=== What is expected ===
Please say how many lines in the records below contain the word "format", giving the number alone.

=== Material supplied ===
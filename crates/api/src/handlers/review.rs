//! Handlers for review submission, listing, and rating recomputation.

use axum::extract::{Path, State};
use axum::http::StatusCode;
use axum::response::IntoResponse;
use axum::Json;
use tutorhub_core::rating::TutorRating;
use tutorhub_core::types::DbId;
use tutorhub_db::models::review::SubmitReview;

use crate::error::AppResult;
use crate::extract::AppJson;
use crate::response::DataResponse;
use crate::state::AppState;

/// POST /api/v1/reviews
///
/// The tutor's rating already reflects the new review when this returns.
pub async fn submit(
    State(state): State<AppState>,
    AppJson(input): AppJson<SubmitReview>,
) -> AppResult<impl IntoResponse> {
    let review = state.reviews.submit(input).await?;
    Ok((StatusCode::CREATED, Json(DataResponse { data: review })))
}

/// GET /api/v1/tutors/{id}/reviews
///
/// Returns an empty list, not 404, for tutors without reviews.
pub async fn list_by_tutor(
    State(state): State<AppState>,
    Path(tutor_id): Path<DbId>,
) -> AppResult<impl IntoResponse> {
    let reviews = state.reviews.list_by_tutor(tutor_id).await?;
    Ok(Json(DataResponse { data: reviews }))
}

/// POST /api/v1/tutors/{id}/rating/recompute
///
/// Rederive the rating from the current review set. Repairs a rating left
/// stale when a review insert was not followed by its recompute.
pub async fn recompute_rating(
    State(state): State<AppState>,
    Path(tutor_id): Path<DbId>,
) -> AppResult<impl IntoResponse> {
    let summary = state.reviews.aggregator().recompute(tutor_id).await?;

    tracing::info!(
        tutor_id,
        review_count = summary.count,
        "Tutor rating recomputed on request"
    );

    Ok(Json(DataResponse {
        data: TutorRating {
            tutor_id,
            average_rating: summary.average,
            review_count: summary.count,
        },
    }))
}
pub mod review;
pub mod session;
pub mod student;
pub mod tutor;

* * *

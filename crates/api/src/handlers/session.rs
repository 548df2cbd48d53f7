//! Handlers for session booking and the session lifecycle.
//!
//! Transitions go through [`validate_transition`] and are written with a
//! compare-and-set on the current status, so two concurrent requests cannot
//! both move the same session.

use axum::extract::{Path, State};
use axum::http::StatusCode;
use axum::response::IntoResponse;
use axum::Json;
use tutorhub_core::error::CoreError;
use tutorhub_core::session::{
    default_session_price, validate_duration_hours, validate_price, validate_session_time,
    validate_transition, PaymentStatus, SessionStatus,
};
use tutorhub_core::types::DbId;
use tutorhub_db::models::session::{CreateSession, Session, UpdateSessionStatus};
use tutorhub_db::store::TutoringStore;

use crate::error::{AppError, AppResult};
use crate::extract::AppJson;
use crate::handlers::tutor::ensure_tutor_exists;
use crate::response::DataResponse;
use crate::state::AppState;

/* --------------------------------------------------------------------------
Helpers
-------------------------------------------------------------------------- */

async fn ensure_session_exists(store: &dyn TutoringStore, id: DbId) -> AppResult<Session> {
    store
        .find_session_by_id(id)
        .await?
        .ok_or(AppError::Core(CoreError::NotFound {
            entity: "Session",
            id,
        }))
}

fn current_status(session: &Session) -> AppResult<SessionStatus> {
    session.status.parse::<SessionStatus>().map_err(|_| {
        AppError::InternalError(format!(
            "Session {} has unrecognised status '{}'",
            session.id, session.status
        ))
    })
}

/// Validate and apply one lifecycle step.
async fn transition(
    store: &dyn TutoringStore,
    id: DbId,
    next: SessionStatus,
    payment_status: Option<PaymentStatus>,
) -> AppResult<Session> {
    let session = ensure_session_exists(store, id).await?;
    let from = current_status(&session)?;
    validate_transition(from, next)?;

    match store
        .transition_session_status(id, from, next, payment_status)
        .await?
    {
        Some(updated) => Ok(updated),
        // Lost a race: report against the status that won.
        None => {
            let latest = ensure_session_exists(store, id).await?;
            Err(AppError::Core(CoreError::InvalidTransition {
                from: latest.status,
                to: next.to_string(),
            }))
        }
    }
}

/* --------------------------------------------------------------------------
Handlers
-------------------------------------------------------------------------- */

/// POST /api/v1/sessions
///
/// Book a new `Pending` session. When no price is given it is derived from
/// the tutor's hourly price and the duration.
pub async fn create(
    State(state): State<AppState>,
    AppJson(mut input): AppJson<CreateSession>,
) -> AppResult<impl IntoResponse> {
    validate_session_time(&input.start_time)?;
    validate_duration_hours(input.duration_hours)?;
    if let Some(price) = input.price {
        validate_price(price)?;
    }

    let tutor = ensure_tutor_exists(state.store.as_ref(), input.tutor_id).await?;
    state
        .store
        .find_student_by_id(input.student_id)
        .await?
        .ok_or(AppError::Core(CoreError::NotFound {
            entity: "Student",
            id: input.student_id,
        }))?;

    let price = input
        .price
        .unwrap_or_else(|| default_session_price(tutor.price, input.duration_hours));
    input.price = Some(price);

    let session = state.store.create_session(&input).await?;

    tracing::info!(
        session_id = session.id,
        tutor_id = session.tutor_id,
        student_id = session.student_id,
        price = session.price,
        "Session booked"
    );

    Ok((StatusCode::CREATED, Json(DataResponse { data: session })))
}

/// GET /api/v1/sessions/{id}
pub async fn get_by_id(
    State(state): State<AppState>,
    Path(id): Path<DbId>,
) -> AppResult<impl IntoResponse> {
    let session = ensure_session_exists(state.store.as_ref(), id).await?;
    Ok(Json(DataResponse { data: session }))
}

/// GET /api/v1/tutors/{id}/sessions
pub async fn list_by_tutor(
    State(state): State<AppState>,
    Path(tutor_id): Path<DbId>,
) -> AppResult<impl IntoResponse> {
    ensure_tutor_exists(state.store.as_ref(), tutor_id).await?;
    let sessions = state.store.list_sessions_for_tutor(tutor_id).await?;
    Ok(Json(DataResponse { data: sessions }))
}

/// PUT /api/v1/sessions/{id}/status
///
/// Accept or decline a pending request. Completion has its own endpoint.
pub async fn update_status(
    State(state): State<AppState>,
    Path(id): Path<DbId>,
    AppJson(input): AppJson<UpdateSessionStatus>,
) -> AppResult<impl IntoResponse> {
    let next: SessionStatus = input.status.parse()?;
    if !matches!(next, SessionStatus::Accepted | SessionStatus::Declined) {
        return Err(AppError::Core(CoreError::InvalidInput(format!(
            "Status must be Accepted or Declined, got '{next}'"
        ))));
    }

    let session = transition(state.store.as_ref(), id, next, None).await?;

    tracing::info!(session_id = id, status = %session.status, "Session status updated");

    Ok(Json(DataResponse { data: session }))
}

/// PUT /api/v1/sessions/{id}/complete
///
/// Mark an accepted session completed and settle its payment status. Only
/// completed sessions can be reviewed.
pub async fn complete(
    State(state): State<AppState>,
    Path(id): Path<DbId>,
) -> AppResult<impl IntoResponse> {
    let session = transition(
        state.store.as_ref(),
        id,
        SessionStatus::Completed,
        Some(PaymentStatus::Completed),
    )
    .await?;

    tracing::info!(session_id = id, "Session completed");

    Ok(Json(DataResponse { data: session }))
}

--

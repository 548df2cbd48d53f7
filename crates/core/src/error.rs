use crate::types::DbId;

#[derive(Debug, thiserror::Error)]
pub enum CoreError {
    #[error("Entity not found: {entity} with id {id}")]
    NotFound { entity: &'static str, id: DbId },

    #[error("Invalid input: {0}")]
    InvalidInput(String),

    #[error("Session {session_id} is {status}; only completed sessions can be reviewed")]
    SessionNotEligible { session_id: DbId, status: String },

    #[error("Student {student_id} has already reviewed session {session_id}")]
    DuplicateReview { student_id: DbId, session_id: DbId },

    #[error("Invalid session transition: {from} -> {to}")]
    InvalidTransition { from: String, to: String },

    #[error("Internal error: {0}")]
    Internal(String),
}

=== Output of the exercise ===
2